* DATA IN THIS EXERCISE:

--

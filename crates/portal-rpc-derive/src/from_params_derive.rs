//! Implementation of #[derive(FromParams)]

use proc_macro2::TokenStream;
use quote::{format_ident, quote};
use syn::ext::IdentExt;
use syn::{Data, DataStruct, DeriveInput, Fields, Result};

use crate::utils::{extract_param_container_meta, extract_param_field_meta};

pub fn derive_from_params_impl(input: DeriveInput) -> Result<TokenStream> {
    let ident = &input.ident;
    let (impl_generics, ty_generics, where_clause) = input.generics.split_for_impl();

    let Data::Struct(DataStruct {
        fields: Fields::Named(named),
        ..
    }) = &input.data
    else {
        return Err(syn::Error::new_spanned(
            ident,
            "FromParams can only be derived for structs with named fields",
        ));
    };
    let rename_rule = extract_param_container_meta(&input.attrs)?;

    let validate = quote! { ::portal_rpc_server::validate };
    let mut bindings = Vec::with_capacity(named.named.len());
    let mut locals = Vec::with_capacity(named.named.len());
    let mut members = Vec::with_capacity(named.named.len());

    for field in &named.named {
        let Some(member) = &field.ident else {
            return Err(syn::Error::new_spanned(field, "field has no name"));
        };
        let meta = extract_param_field_meta(&field.attrs)?;
        let raw_name = member.unraw().to_string();
        let key = meta.rename.unwrap_or_else(|| rename_rule.apply(&raw_name));
        let local = format_ident!("__field_{}", raw_name);
        let ty = &field.ty;

        let bind = if meta.default {
            quote! { bind_field_or_default }
        } else {
            quote! { bind_field }
        };
        bindings.push(quote! {
            let #local = #validate::#bind::<#ty>(params, #key, &mut violations);
        });

        if meta.min.is_some() || meta.max.is_some() {
            let min = bound_tokens(meta.min);
            let max = bound_tokens(meta.max);
            bindings.push(quote! {
                #validate::check_range(params, #key, #min, #max, &mut violations);
            });
        }

        locals.push(local);
        members.push(member);
    }

    let body = if locals.is_empty() {
        quote! {
            let _ = params;
            ::core::result::Result::Ok(Self {})
        }
    } else {
        quote! {
            let mut violations = ::std::vec::Vec::new();
            #(#bindings)*
            match (#(#locals,)*) {
                (#(::core::option::Option::Some(#locals),)*) if violations.is_empty() => {
                    ::core::result::Result::Ok(Self { #(#members: #locals),* })
                }
                _ => ::core::result::Result::Err(violations),
            }
        }
    };

    Ok(quote! {
        #[automatically_derived]
        impl #impl_generics #validate::FromParams for #ident #ty_generics #where_clause {
            fn from_params(
                params: &::portal_rpc_server::__private::serde_json::Map<
                    ::std::string::String,
                    ::portal_rpc_server::__private::serde_json::Value,
                >,
            ) -> ::core::result::Result<Self, ::std::vec::Vec<::portal_rpc_server::fault::Violation>> {
                #body
            }
        }
    })
}

fn bound_tokens(bound: Option<f64>) -> TokenStream {
    match bound {
        Some(value) => quote! { ::core::option::Option::Some(#value) },
        None => quote! { ::core::option::Option::None },
    }
}

#[cfg(test)]
mod tests {
    use super::*;
    use syn::parse_quote;

    /// Expanded tokens with whitespace removed
    fn expand(input: DeriveInput) -> String {
        derive_from_params_impl(input)
            .unwrap()
            .to_string()
            .chars()
            .filter(|c| !c.is_whitespace())
            .collect()
    }

    fn error(input: DeriveInput) -> String {
        derive_from_params_impl(input).unwrap_err().to_string()
    }

    #[test]
    fn test_every_field_is_bound_on_its_own() {
        let output = expand(parse_quote! {
            struct Transfer {
                amount: i64,
                currency: String,
            }
        });
        assert!(output.contains("bind_field::<i64>(params,\"amount\",&mutviolations)"));
        assert!(output.contains("bind_field::<String>(params,\"currency\",&mutviolations)"));
        assert!(output.contains(
            "(::core::option::Option::Some(__field_amount),::core::option::Option::Some(__field_currency),)"
        ));
        assert!(output.contains("Self{amount:__field_amount,currency:__field_currency}"));
    }

    #[test]
    fn test_renames_defaults_and_bounds() {
        let output = expand(parse_quote! {
            #[param(rename_all = "camelCase")]
            struct LeaveRequest {
                employee_email: String,
                #[param(min = 1, max = 30)]
                days: i32,
                #[param(rename = "note", default)]
                comment: String,
                r#type: u8,
            }
        });
        assert!(output.contains("\"employeeEmail\""));
        assert!(output.contains("check_range(params,\"days\",::core::option::Option::Some(1f64),::core::option::Option::Some(30f64)"));
        assert!(output.contains("bind_field_or_default::<String>(params,\"note\""));
        assert!(output.contains("\"type\""));
        assert!(output.contains("__field_type"));
    }

    #[test]
    fn test_negative_bound() {
        let output = expand(parse_quote! {
            struct Adjustment {
                #[param(min = -10)]
                delta: i64,
            }
        });
        assert!(output.contains("Some(-10f64)"));
    }

    #[test]
    fn test_empty_struct() {
        let output = expand(parse_quote! {
            struct Ping {}
        });
        assert!(output.contains("Ok(Self{})"));
        assert!(!output.contains("violations"));
    }

    #[test]
    fn test_rejects_enums_tuples_and_unknown_keys() {
        assert!(error(parse_quote! { enum NotAStruct { A } }).contains("structs with named fields"));
        assert!(error(parse_quote! { struct Pair(u8, u8); }).contains("structs with named fields"));

        let message = error(parse_quote! {
            struct Typo {
                #[param(optional)]
                field: u8,
            }
        });
        assert!(message.contains("unsupported param attribute"));

        let message = error(parse_quote! {
            #[param(rename_all = "kebab-case")]
            struct Kebab {
                field: u8,
            }
        });
        assert!(message.contains("rename_all must be"));
    }
}
//! Attribute parsing shared by the derives

use syn::meta::ParseNestedMeta;
use syn::{Attribute, Lit, LitStr, Result, Token};

/// Contents of `#[wire(...)]` on one variant
#[derive(Debug, Default)]
pub struct WireVariantMeta {
    pub name: Option<String>,
    pub value: Option<Lit>,
    pub title: Option<String>,
}

pub fn extract_wire_meta(attrs: &[Attribute]) -> Result<WireVariantMeta> {
    let mut meta = WireVariantMeta::default();

    for attr in attrs {
        if !attr.path().is_ident("wire") {
            continue;
        }
        attr.parse_nested_meta(|nested| {
            if nested.path.is_ident("name") {
                let s: LitStr = nested.value()?.parse()?;
                meta.name = Some(s.value());
            } else if nested.path.is_ident("title") {
                let s: LitStr = nested.value()?.parse()?;
                meta.title = Some(s.value());
            } else if nested.path.is_ident("value") {
                let lit = nested.value()?.parse::<Lit>()?;
                match lit {
                    Lit::Str(_) | Lit::Int(_) | Lit::Float(_) | Lit::Bool(_) => {
                        meta.value = Some(lit)
                    }
                    other => {
                        return Err(syn::Error::new_spanned(
                            other,
                            "wire value must be a string, integer, float or bool literal",
                        ));
                    }
                }
            } else {
                return Err(nested.error("unsupported wire attribute, expected name, value or title"));
            }
            Ok(())
        })?;
    }

    Ok(meta)
}

/// Contents of `#[param(...)]` on one field
#[derive(Debug, Default)]
pub struct ParamFieldMeta {
    pub rename: Option<String>,
    pub default: bool,
    pub min: Option<f64>,
    pub max: Option<f64>,
}

pub fn extract_param_field_meta(attrs: &[Attribute]) -> Result<ParamFieldMeta> {
    let mut meta = ParamFieldMeta::default();

    for attr in attrs {
        if !attr.path().is_ident("param") {
            continue;
        }
        attr.parse_nested_meta(|nested| {
            if nested.path.is_ident("rename") {
                let s: LitStr = nested.value()?.parse()?;
                meta.rename = Some(s.value());
            } else if nested.path.is_ident("default") {
                meta.default = true;
            } else if nested.path.is_ident("min") {
                meta.min = Some(parse_bound(&nested)?);
            } else if nested.path.is_ident("max") {
                meta.max = Some(parse_bound(&nested)?);
            } else {
                return Err(nested.error("unsupported param attribute, expected rename, default, min or max"));
            }
            Ok(())
        })?;
    }

    Ok(meta)
}

/// Field naming applied to a whole request struct
#[derive(Debug, Default, Clone, Copy, PartialEq, Eq)]
pub enum RenameRule {
    #[default]
    SnakeCase,
    CamelCase,
}

impl RenameRule {
    pub fn apply(self, field: &str) -> String {
        match self {
            RenameRule::SnakeCase => field.to_string(),
            RenameRule::CamelCase => {
                let mut parts = field.split('_').filter(|part| !part.is_empty());
                let mut out = parts.next().unwrap_or_default().to_string();
                for part in parts {
                    let mut chars = part.chars();
                    if let Some(first) = chars.next() {
                        out.extend(first.to_uppercase());
                        out.push_str(chars.as_str());
                    }
                }
                out
            }
        }
    }
}

/// `#[param(rename_all = "...")]` on the struct itself
pub fn extract_param_container_meta(attrs: &[Attribute]) -> Result<RenameRule> {
    let mut rule = RenameRule::default();

    for attr in attrs {
        if !attr.path().is_ident("param") {
            continue;
        }
        attr.parse_nested_meta(|nested| {
            if !nested.path.is_ident("rename_all") {
                return Err(nested.error("unsupported param attribute on a struct, expected rename_all"));
            }
            let s: LitStr = nested.value()?.parse()?;
            rule = match s.value().as_str() {
                "camelCase" => RenameRule::CamelCase,
                "snake_case" => RenameRule::SnakeCase,
                _ => {
                    return Err(syn::Error::new_spanned(
                        s,
                        "rename_all must be \"camelCase\" or \"snake_case\"",
                    ));
                }
            };
            Ok(())
        })?;
    }

    Ok(rule)
}

/// Numeric bound such as `min = 1`, `max = 99.5` or `min = -10`
fn parse_bound(nested: &ParseNestedMeta) -> Result<f64> {
    let input = nested.value()?;
    let negative = input.peek(Token![-]);
    if negative {
        input.parse::<Token![-]>()?;
    }
    let number: f64 = match input.parse::<Lit>()? {
        Lit::Int(lit) => lit.base10_parse()?,
        Lit::Float(lit) => lit.base10_parse()?,
        other => return Err(syn::Error::new_spanned(other, "bound must be a number")),
    };
    Ok(if negative { -number } else { number })
}
// src/config/mod.rs

//! Job file loading for the command-line front-end.
//!
//! Responsibilities:
//! - Define the TOML-backed data model (`model.rs`).
//! - Load a job file from disk (`loader.rs`).
//! - Validate values and resolve relative paths (`validate.rs`).

pub mod loader;
pub mod model;
pub mod validate;

pub use loader::{default_job_path, load_and_validate, load_from_path};
pub use model::{JobFile, JobSection, RawJobFile, RunnerSection};
pub use validate::parse_duration;
#![allow(dead_code)]

use std::path::{Path, PathBuf};

use lerobot_runner::{CommandConfig, ExecutionRequest};

/// Builder for `CommandConfig` to simplify test setup.
pub struct CommandConfigBuilder {
    config: CommandConfig,
}

impl CommandConfigBuilder {
    pub fn new(command: &str) -> Self {
        Self {
            config: CommandConfig::new(command),
        }
    }

    pub fn config_path(mut self, path: impl Into<PathBuf>) -> Self {
        self.config.config_path = Some(path.into());
        self
    }

    pub fn arg(mut self, arg: &str) -> Self {
        self.config.extra_args.push(arg.to_string());
        self
    }

    pub fn build(self) -> CommandConfig {
        self.config
    }
}

/// Builder for `ExecutionRequest`.
pub struct RequestBuilder {
    request: ExecutionRequest,
}

impl RequestBuilder {
    pub fn new(command: &str, working_dir: &Path) -> Self {
        Self {
            request: ExecutionRequest::new(CommandConfig::new(command), working_dir),
        }
    }

    pub fn from_config(config: CommandConfig, working_dir: &Path) -> Self {
        Self {
            request: ExecutionRequest::new(config, working_dir),
        }
    }

    pub fn arg(mut self, arg: &str) -> Self {
        self.request.command_config.extra_args.push(arg.to_string());
        self
    }

    pub fn env(mut self, key: &str, value: &str) -> Self {
        self.request
            .environment
            .insert(key.to_string(), value.to_string());
        self
    }

    pub fn build(self) -> ExecutionRequest {
        self.request
    }
}
// src/plan/planner.rs

//! Argument planning for LeRobot CLI commands.

use std::path::{Path, PathBuf};

use crate::errors::Result;
use crate::plan::model::CommandConfig;

/// Builds argument vectors that can be handed to `Command` without a shell.
#[derive(Debug, Clone, Default)]
pub struct Planner {
    bin_dir: Option<PathBuf>,
}

impl Planner {
    pub fn new() -> Self {
        Self::default()
    }

    /// Resolve executables inside `dir` (e.g. a virtualenv's `bin/`) instead
    /// of relying on `PATH`.
    pub fn with_bin_dir(dir: impl Into<PathBuf>) -> Self {
        Self {
            bin_dir: Some(dir.into()),
        }
    }

    pub fn bin_dir(&self) -> Option<&Path> {
        self.bin_dir.as_deref()
    }

    /// Validate `config` and produce `[command, --config <path>?, extra_args...]`.
    pub fn build_args(&self, config: &CommandConfig) -> Result<Vec<String>> {
        config.validate()?;

        let mut args = Vec::with_capacity(3 + config.extra_args.len());
        args.push(config.command.clone());
        if let Some(path) = &config.config_path {
            args.push("--config".to_string());
            args.push(path.to_string_lossy().into_owned());
        }
        args.extend(config.extra_args.iter().cloned());
        Ok(args)
    }

    /// The executable to launch for `command`.
    pub fn program(&self, command: &str) -> PathBuf {
        match &self.bin_dir {
            Some(dir) => dir.join(command),
            None => PathBuf::from(command),
        }
    }
}

#[cfg(test)]
mod tests {
    use super::*;

    #[test]
    fn program_uses_bin_dir_when_configured() {
        assert_eq!(
            Planner::new().program("lerobot-record"),
            PathBuf::from("lerobot-record")
        );
        assert_eq!(
            Planner::with_bin_dir("/opt/venv/bin").program("lerobot-record"),
            PathBuf::from("/opt/venv/bin/lerobot-record")
        );
    }
}
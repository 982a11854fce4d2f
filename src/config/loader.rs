// src/config/loader.rs

use std::fs;
use std::path::{Path, PathBuf};

use crate::config::model::{JobFile, RawJobFile};
use crate::errors::{Result, RunnerError};

/// Load a job file from a given path and return the raw `RawJobFile`.
///
/// This only performs TOML deserialization. Use [`load_and_validate`] to get
/// a `JobFile` with resolved paths.
pub fn load_from_path(path: impl AsRef<Path>) -> Result<RawJobFile> {
    let path = path.as_ref();
    let contents = fs::read_to_string(path)
        .map_err(|e| RunnerError::Config(format!("reading job file at {path:?}: {e}")))?;

    Ok(toml::from_str(&contents)?)
}

/// Load a job file and resolve it relative to its own directory.
pub fn load_and_validate(path: impl AsRef<Path>) -> Result<JobFile> {
    let path = path.as_ref();
    let raw = load_from_path(path)?;
    JobFile::resolve(raw, &job_root_dir(path))
}

/// Job file looked up when `--job` is not given.
pub fn default_job_path() -> PathBuf {
    PathBuf::from("LeRobotJob.toml")
}

/// Directory that relative paths in the job file are resolved against.
///
/// - `configs/record.toml` → `configs`
/// - bare `LeRobotJob.toml` (empty parent) → current working directory
fn job_root_dir(job_path: &Path) -> PathBuf {
    match job_path.parent() {
        Some(parent) if !parent.as_os_str().is_empty() => parent.to_path_buf(),
        _ => std::env::current_dir().unwrap_or_else(|_| PathBuf::from(".")),
    }
}
// src/logging.rs

//! Tracing subscriber for the `lerobot-runner` binary.
//!
//! `--log-level` wins. Otherwise `LEROBOT_RUNNER_LOG` is read as a full
//! `EnvFilter` directive list, so `LEROBOT_RUNNER_LOG=lerobot_runner::exec=debug`
//! narrows debug output to the process layer. With neither set, `info`.
//!
//! Everything goes to stderr; stdout belongs to the job's own output.

use anyhow::Result;
use tracing_subscriber::{EnvFilter, fmt};

use crate::cli::LogLevel;

pub const LOG_ENV_VAR: &str = "LEROBOT_RUNNER_LOG";

const DEFAULT_DIRECTIVE: &str = "info";

/// Install the global subscriber. Fails if one is already installed.
pub fn init_logging(cli_level: Option<LogLevel>) -> Result<()> {
    let env_value = std::env::var(LOG_ENV_VAR).ok();

    fmt()
        .with_env_filter(build_filter(cli_level, env_value.as_deref()))
        .with_target(true)
        .with_writer(std::io::stderr)
        .try_init()
        .map_err(|e| anyhow::anyhow!("installing tracing subscriber: {e}"))
}

fn build_filter(cli_level: Option<LogLevel>, env_value: Option<&str>) -> EnvFilter {
    if let Some(level) = cli_level {
        return EnvFilter::new(directive(level));
    }

    env_value
        .map(str::trim)
        .filter(|s| !s.is_empty())
        .and_then(|s| EnvFilter::try_new(s).ok())
        .unwrap_or_else(|| EnvFilter::new(DEFAULT_DIRECTIVE))
}

fn directive(level: LogLevel) -> &'static str {
    match level {
        LogLevel::Error => "error",
        LogLevel::Warn => "warn",
        LogLevel::Info => "info",
        LogLevel::Debug => "debug",
        LogLevel::Trace => "trace",
    }
}
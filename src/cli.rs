// src/cli.rs

//! CLI argument parsing using `clap`.

use std::path::PathBuf;

use clap::{Parser, ValueEnum};

/// Command-line arguments for `lerobot-runner`.
#[derive(Debug, Clone, Parser)]
#[command(
    name = "lerobot-runner",
    version,
    about = "Run a LeRobot CLI command and record its output as a session.",
    long_about = None
)]
pub struct CliArgs {
    /// Path to the job file (TOML).
    ///
    /// Default: `LeRobotJob.toml` in the current working directory.
    #[arg(long, value_name = "PATH")]
    pub job: Option<PathBuf>,

    /// Base directory for session logs; overrides `[runner].log_dir`.
    #[arg(long, value_name = "DIR")]
    pub log_dir: Option<PathBuf>,

    /// Logging level (error, warn, info, debug, trace).
    ///
    /// If omitted, `LEROBOT_RUNNER_LOG` or a default level will be used.
    #[arg(long, value_enum, value_name = "LEVEL")]
    pub log_level: Option<LogLevel>,

    /// Validate the job and print the planned invocation without running it.
    #[arg(long)]
    pub dry_run: bool,
}

/// Log level as exposed on the CLI.
#[derive(Debug, Copy, Clone, ValueEnum)]
pub enum LogLevel {
    Error,
    Warn,
    Info,
    Debug,
    Trace,
}

/// Convenience wrapper around `CliArgs::parse()`.
pub fn parse() -> CliArgs {
    CliArgs::parse()
}

#[cfg(test)]
mod tests {
    use super::*;

    #[test]
    fn parses_all_flags() {
        let args = CliArgs::try_parse_from([
            "lerobot-runner",
            "--job",
            "jobs/record.toml",
            "--log-dir",
            "/tmp/sessions",
            "--log-level",
            "debug",
            "--dry-run",
        ])
        .unwrap();

        assert_eq!(args.job, Some(PathBuf::from("jobs/record.toml")));
        assert_eq!(args.log_dir, Some(PathBuf::from("/tmp/sessions")));
        assert!(matches!(args.log_level, Some(LogLevel::Debug)));
        assert!(args.dry_run);
    }

    #[test]
    fn defaults_are_empty() {
        let args = CliArgs::try_parse_from(["lerobot-runner"]).unwrap();
        assert!(args.job.is_none());
        assert!(args.log_dir.is_none());
        assert!(args.log_level.is_none());
        assert!(!args.dry_run);
    }
}
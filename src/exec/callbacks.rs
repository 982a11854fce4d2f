// src/exec/callbacks.rs

use std::fmt;
use std::time::Duration;

use crate::errors::RunnerError;

/// Receives one chunk (a line, newline included) of child output.
pub type OutputHandler = Box<dyn Fn(&str) + Send + Sync>;

/// Receives the exit code and wall-clock duration of a finished run.
pub type ExitHandler = Box<dyn FnOnce(i32, Duration) + Send>;

/// Receives errors raised inside the worker (spawn failures, log writes).
pub type ErrorHandler = Box<dyn Fn(&RunnerError) + Send + Sync>;

/// Caller-supplied hooks for one run. All of them are optional and all of
/// them are invoked from the runner's worker task, never from the caller's
/// context.
#[derive(Default)]
pub struct RunCallbacks {
    pub(crate) on_stdout: Option<OutputHandler>,
    pub(crate) on_stderr: Option<OutputHandler>,
    pub(crate) on_exit: Option<ExitHandler>,
    pub(crate) on_error: Option<ErrorHandler>,
}

impl RunCallbacks {
    pub fn new() -> Self {
        Self::default()
    }

    pub fn on_stdout(mut self, f: impl Fn(&str) + Send + Sync + 'static) -> Self {
        self.on_stdout = Some(Box::new(f));
        self
    }

    pub fn on_stderr(mut self, f: impl Fn(&str) + Send + Sync + 'static) -> Self {
        self.on_stderr = Some(Box::new(f));
        self
    }

    /// Called at most once, after both streams are drained and the child has
    /// been reaped. Not called when the process could not be started.
    pub fn on_exit(mut self, f: impl FnOnce(i32, Duration) + Send + 'static) -> Self {
        self.on_exit = Some(Box::new(f));
        self
    }

    pub fn on_error(mut self, f: impl Fn(&RunnerError) + Send + Sync + 'static) -> Self {
        self.on_error = Some(Box::new(f));
        self
    }
}

impl fmt::Debug for RunCallbacks {
    fn fmt(&self, f: &mut fmt::Formatter<'_>) -> fmt::Result {
        f.debug_struct("RunCallbacks")
            .field("on_stdout", &self.on_stdout.is_some())
            .field("on_stderr", &self.on_stderr.is_some())
            .field("on_exit", &self.on_exit.is_some())
            .field("on_error", &self.on_error.is_some())
            .finish()
    }
}
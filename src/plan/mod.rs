// src/plan/mod.rs

//! Request model and argument planning.
//!
//! - [`model`] defines `CommandConfig` / `ExecutionRequest` and their
//!   validation rules.
//! - [`planner`] turns a validated `CommandConfig` into an argument vector.

pub mod model;
pub mod planner;

pub use model::{CommandConfig, ExecutionRequest};
pub use planner::Planner;
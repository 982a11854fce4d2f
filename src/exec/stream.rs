// src/exec/stream.rs

//! Draining of child output pipes.

use std::fmt;

use tokio::io::{AsyncBufReadExt, AsyncRead, BufReader};
use tracing::{debug, warn};

use crate::exec::callbacks::OutputHandler;

#[derive(Debug, Clone, Copy, PartialEq, Eq)]
pub enum StreamKind {
    Stdout,
    Stderr,
}

impl fmt::Display for StreamKind {
    fn fmt(&self, f: &mut fmt::Formatter<'_>) -> fmt::Result {
        match self {
            StreamKind::Stdout => f.write_str("stdout"),
            StreamKind::Stderr => f.write_str("stderr"),
        }
    }
}

/// Read `reader` to end-of-stream, handing each line (newline included) to
/// `on_chunk` and returning everything that was read.
///
/// Invalid UTF-8 is replaced rather than aborting the drain. A read error
/// ends the drain early; whatever was collected up to that point is kept.
pub async fn drain<R>(reader: Option<R>, kind: StreamKind, on_chunk: Option<&OutputHandler>) -> String
where
    R: AsyncRead + Unpin,
{
    let Some(reader) = reader else {
        return String::new();
    };

    let mut reader = BufReader::new(reader);
    let mut line = Vec::new();
    let mut collected = String::new();

    loop {
        line.clear();
        match reader.read_until(b'\n', &mut line).await {
            Ok(0) => break,
            Ok(_) => {
                let chunk = String::from_utf8_lossy(&line);
                debug!(stream = %kind, "{}", chunk.trim_end());
                if let Some(cb) = on_chunk {
                    cb(&chunk);
                }
                collected.push_str(&chunk);
            }
            Err(e) => {
                warn!(stream = %kind, error = %e, "read error while draining child output");
                break;
            }
        }
    }

    debug!(stream = %kind, bytes = collected.len(), "stream drained");
    collected
}

#[cfg(test)]
mod tests {
    use std::sync::{Arc, Mutex};

    use super::*;

    fn recorder() -> (OutputHandler, Arc<Mutex<Vec<String>>>) {
        let seen = Arc::new(Mutex::new(Vec::new()));
        let sink = seen.clone();
        let handler: OutputHandler = Box::new(move |chunk| sink.lock().unwrap().push(chunk.to_string()));
        (handler, seen)
    }

    #[tokio::test]
    async fn chunks_are_lines_with_newlines() {
        let (handler, seen) = recorder();
        let input: &[u8] = b"out1\nout2\npartial";

        let all = drain(Some(input), StreamKind::Stdout, Some(&handler)).await;

        assert_eq!(all, "out1\nout2\npartial");
        assert_eq!(*seen.lock().unwrap(), vec!["out1\n", "out2\n", "partial"]);
    }

    #[tokio::test]
    async fn missing_pipe_yields_nothing() {
        let (handler, seen) = recorder();
        let all = drain::<&[u8]>(None, StreamKind::Stderr, Some(&handler)).await;

        assert!(all.is_empty());
        assert!(seen.lock().unwrap().is_empty());
    }

    #[tokio::test]
    async fn invalid_utf8_is_replaced() {
        let input: &[u8] = b"ok\n\xff\xfe\n";
        let all = drain(Some(input), StreamKind::Stdout, None).await;
        assert_eq!(all, "ok\n\u{fffd}\u{fffd}\n");
    }
}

--

* EXERCISE BRIEF:
Return the entries exactly through the "let mut bindings" line.

* ANSWER SECTION:
filename crates/portal-rpc-derive/src/from_params_derive.rs
//! Implementation of #[derive(FromParams)]

use proc_macro2::TokenStream;
use quote::{format_ident, quote};
use syn::ext::IdentExt;
use syn::{Data, DataStruct, DeriveInput, Fields, Result};

use crate::utils::{extract_param_container_meta, extract_param_field_meta};

pub fn derive_from_params_impl(input: DeriveInput) -> Result<TokenStream> {
    let ident = &input.ident;
    let (impl_generics, ty_generics, where_clause) = input.generics.split_for_impl();

    let Data::Struct(DataStruct {
        fields: Fields::Named(named),
        ..
    }) = &input.data
    else {
        return Err(syn::Error::new_spanned(
            ident,
            "FromParams can only be derived for structs with named fields",
        ));
    };
    let rename_rule = extract_param_container_meta(&input.attrs)?;

    let validate = quote! { ::portal_rpc_server::validate };
    let mut bindings = Vec::with_capacity(named.named.len());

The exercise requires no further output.